* The problem *
Nothing but the lines from the start of the records below through the line that has "an explicit little-endian" should appear, each exactly as given.

++++++

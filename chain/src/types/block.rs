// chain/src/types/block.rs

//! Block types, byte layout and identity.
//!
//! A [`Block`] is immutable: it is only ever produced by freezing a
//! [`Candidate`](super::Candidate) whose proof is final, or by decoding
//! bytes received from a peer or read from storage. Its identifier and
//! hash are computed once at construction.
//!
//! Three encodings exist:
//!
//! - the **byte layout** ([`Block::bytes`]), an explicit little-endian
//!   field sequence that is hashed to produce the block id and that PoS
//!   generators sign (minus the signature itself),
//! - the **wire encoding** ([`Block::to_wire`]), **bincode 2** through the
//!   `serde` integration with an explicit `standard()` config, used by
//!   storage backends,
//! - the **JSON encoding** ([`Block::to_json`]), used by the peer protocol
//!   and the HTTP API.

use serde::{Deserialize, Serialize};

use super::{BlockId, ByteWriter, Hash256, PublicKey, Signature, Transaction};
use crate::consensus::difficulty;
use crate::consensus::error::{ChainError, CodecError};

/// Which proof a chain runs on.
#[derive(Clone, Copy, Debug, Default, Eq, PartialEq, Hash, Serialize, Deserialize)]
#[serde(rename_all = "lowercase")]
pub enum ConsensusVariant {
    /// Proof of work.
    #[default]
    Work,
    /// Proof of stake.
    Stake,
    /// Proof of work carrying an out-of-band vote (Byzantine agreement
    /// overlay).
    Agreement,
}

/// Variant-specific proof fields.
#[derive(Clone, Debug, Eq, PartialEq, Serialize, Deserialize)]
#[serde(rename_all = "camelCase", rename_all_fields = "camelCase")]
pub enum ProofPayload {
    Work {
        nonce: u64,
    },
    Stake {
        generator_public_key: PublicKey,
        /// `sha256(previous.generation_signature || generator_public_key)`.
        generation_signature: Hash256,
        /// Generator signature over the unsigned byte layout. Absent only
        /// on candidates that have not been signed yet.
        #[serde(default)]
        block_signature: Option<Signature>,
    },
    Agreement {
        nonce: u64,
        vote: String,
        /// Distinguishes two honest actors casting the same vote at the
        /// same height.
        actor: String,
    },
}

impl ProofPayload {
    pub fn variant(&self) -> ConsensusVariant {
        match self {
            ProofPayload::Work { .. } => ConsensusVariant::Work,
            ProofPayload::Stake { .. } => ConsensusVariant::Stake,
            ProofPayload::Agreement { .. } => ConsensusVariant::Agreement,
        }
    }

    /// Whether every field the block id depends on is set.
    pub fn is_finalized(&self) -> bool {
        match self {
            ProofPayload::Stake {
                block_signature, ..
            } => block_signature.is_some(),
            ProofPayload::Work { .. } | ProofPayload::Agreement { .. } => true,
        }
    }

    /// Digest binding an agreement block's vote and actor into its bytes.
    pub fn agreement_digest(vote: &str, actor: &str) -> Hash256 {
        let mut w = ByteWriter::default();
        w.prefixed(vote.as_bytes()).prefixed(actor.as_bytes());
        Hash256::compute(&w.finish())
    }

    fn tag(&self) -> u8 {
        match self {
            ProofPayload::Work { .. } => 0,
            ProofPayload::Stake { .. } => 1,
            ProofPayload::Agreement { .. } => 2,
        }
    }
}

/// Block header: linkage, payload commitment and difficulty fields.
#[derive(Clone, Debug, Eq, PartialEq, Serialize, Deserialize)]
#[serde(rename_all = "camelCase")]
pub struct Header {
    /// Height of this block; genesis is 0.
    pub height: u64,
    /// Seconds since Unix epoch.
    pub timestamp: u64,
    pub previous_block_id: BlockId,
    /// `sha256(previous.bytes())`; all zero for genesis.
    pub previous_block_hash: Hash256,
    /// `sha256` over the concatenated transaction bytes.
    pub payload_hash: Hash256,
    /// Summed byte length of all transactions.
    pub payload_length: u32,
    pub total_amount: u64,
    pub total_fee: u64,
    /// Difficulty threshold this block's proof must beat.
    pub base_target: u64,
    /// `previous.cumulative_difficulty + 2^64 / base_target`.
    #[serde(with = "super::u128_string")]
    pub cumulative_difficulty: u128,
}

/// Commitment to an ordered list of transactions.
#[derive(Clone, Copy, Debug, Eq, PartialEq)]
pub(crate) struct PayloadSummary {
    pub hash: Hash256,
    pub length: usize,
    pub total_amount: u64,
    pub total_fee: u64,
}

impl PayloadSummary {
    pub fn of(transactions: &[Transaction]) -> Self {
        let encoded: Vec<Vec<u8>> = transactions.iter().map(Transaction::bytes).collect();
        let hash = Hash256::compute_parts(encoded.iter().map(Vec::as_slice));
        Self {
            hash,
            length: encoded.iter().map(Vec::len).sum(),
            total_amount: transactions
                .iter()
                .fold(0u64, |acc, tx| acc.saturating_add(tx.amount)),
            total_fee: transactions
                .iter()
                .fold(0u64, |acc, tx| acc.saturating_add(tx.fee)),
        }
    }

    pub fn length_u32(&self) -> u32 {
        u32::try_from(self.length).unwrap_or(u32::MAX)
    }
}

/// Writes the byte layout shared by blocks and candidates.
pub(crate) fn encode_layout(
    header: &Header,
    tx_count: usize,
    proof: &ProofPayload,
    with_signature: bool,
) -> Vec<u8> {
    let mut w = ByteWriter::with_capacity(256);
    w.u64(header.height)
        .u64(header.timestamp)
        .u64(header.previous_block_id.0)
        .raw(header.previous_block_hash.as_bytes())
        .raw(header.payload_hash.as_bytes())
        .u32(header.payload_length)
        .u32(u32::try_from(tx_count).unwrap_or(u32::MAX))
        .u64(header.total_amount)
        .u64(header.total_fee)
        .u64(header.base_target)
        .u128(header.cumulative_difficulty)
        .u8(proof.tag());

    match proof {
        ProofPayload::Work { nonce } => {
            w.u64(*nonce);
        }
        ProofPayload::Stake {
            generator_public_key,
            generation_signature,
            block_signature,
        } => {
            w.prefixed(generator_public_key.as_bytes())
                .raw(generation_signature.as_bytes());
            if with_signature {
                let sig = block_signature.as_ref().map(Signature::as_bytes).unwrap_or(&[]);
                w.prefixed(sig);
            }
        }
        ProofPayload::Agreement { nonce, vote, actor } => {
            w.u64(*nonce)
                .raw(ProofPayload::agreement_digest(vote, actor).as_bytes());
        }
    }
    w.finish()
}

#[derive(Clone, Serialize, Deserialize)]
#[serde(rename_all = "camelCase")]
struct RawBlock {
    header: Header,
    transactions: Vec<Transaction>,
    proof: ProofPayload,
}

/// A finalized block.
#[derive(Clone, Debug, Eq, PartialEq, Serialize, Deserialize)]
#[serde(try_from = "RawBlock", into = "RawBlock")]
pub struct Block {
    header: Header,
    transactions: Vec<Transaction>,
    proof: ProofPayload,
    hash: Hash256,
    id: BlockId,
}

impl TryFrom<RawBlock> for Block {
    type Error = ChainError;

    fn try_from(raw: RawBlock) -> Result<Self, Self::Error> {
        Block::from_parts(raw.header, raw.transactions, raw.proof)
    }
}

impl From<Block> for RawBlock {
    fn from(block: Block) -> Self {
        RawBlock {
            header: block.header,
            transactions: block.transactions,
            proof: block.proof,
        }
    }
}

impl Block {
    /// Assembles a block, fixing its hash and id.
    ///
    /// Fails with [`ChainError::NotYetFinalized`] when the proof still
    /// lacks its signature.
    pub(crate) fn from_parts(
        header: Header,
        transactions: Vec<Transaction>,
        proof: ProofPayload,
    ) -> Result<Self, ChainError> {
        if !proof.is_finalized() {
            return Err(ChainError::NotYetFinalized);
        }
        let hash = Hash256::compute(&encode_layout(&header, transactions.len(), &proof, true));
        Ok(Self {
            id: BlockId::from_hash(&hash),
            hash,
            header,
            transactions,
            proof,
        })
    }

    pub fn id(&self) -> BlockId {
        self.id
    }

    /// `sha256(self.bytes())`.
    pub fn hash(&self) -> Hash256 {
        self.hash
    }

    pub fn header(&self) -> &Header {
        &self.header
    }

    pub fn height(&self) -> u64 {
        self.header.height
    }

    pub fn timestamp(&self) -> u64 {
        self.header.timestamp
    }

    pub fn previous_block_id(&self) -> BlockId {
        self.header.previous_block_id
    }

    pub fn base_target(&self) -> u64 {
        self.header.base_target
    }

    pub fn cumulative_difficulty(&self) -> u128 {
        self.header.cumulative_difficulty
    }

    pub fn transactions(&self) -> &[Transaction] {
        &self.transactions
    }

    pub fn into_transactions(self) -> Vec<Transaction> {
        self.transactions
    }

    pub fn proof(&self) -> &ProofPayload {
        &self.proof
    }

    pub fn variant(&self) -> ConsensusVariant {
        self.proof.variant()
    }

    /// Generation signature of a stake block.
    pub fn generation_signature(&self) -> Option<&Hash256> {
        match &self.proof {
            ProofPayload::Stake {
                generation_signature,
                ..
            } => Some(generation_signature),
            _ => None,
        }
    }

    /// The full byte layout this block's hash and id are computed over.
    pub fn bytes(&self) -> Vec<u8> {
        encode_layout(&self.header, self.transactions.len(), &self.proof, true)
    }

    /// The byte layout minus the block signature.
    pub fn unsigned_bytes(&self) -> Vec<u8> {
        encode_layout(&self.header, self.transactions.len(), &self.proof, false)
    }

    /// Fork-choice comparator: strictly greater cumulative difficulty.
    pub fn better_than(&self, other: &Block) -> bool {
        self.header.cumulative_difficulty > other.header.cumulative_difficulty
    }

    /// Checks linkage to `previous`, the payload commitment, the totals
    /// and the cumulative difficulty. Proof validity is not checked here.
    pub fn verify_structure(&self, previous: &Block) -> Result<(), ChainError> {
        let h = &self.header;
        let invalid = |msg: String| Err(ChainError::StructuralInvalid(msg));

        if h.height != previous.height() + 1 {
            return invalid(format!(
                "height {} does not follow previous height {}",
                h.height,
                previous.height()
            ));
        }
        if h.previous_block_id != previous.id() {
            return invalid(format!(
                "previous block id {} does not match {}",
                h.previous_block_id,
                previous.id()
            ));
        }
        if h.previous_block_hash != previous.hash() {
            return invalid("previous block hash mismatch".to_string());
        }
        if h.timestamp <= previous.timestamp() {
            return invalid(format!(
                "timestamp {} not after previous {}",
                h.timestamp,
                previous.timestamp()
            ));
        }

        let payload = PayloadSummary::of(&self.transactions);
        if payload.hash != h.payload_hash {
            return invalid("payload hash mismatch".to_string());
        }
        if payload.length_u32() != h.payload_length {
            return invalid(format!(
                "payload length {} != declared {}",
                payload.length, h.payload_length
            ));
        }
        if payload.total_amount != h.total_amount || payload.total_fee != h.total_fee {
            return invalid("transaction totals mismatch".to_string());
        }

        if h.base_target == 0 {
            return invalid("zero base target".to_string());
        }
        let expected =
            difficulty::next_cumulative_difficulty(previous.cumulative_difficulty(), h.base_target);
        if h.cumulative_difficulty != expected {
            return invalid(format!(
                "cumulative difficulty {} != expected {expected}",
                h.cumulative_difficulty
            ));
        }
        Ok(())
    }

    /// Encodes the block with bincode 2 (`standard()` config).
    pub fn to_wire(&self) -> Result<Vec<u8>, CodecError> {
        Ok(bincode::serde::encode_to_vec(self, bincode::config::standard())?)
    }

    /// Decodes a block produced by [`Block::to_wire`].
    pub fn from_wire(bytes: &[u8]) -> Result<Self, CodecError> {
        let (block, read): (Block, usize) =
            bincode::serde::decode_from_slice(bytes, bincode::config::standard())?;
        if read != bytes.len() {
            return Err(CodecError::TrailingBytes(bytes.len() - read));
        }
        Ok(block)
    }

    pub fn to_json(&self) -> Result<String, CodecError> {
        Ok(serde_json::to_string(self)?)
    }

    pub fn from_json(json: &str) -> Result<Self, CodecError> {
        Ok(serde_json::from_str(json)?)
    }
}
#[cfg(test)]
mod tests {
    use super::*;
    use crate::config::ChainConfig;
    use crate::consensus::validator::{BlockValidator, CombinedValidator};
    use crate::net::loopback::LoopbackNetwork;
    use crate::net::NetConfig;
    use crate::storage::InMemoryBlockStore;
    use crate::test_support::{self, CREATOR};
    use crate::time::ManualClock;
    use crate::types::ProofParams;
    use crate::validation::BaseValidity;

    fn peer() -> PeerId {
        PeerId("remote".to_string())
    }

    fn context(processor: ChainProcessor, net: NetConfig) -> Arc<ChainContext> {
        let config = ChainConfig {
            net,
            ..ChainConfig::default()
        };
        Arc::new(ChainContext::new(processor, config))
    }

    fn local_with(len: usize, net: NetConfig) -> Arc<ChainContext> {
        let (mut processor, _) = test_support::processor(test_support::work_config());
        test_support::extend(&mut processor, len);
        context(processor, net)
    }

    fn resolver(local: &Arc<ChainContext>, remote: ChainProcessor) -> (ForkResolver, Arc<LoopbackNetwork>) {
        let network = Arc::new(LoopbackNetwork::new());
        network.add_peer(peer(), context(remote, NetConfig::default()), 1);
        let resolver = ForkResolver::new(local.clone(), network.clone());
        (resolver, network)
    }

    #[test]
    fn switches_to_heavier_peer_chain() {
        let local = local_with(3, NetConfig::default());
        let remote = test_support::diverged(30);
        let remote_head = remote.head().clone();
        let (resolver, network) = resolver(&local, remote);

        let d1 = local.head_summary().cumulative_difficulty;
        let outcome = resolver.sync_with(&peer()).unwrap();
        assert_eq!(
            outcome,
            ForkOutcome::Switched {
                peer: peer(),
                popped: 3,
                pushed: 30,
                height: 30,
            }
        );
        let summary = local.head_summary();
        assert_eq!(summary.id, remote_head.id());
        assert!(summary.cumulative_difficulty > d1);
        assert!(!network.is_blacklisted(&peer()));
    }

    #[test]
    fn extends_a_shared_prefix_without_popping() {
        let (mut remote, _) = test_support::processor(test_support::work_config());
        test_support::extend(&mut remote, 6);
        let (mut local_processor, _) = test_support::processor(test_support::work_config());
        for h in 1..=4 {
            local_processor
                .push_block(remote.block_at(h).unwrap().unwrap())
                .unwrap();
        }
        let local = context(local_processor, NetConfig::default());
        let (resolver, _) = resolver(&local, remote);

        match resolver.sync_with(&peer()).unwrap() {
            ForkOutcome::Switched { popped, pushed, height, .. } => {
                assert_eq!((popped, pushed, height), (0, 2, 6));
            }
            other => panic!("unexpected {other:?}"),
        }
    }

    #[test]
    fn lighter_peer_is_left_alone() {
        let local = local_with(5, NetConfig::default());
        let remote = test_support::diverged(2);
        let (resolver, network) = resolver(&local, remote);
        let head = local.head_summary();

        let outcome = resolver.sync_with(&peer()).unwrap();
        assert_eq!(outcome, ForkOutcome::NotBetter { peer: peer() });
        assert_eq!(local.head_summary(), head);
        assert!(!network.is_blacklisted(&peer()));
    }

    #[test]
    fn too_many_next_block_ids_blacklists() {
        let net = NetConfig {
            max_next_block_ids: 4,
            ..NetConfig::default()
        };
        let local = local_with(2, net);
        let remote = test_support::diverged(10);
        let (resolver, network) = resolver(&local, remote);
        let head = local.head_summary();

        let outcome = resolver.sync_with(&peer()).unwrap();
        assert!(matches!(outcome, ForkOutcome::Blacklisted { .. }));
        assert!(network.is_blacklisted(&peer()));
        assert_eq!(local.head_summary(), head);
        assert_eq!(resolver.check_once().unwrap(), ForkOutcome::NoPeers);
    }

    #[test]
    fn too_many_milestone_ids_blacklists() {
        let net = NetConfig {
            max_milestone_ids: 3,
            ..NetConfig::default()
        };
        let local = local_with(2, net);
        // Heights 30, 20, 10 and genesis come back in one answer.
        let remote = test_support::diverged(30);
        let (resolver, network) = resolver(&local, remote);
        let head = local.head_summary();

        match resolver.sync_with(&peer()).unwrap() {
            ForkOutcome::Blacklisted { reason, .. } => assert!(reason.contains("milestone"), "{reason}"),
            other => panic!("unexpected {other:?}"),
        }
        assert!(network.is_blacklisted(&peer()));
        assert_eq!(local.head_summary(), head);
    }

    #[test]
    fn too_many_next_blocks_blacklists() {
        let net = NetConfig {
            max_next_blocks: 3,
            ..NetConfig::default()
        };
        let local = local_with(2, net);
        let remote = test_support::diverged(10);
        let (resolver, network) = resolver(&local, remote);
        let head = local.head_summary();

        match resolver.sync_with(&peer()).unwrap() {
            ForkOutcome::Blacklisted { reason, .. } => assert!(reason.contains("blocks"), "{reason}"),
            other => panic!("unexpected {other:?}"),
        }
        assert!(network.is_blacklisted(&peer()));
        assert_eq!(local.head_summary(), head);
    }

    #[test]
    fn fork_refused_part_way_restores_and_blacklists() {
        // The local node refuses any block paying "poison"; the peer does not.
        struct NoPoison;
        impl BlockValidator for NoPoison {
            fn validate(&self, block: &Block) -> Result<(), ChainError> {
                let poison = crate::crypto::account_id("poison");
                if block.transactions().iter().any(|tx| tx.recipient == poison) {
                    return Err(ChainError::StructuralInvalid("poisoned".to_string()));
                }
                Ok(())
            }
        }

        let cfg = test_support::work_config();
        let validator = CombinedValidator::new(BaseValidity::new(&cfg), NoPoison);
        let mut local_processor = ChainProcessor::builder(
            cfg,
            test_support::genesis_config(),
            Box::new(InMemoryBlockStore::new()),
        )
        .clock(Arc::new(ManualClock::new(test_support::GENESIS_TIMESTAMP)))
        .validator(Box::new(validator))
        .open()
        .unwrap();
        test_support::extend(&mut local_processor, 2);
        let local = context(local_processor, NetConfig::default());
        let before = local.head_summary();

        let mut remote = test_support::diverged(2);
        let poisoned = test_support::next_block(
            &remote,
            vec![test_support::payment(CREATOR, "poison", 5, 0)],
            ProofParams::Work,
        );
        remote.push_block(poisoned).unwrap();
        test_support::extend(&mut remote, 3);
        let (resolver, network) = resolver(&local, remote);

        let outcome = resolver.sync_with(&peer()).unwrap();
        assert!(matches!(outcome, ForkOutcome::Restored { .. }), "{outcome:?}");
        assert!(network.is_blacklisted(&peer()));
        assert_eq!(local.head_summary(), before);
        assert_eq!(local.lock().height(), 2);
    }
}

++++++

* Answer to this exercise *
filename chain/src/types/block.rs
// chain/src/types/block.rs

//! Block types, byte layout and identity.
//!
//! A [`Block`] is immutable: it is only ever produced by freezing a
//! [`Candidate`](super::Candidate) whose proof is final, or by decoding
//! bytes received from a peer or read from storage. Its identifier and
//! hash are computed once at construction.
//!
//! Three encodings exist:
//!
//! - the **byte layout** ([`Block::bytes`]), an explicit little-endian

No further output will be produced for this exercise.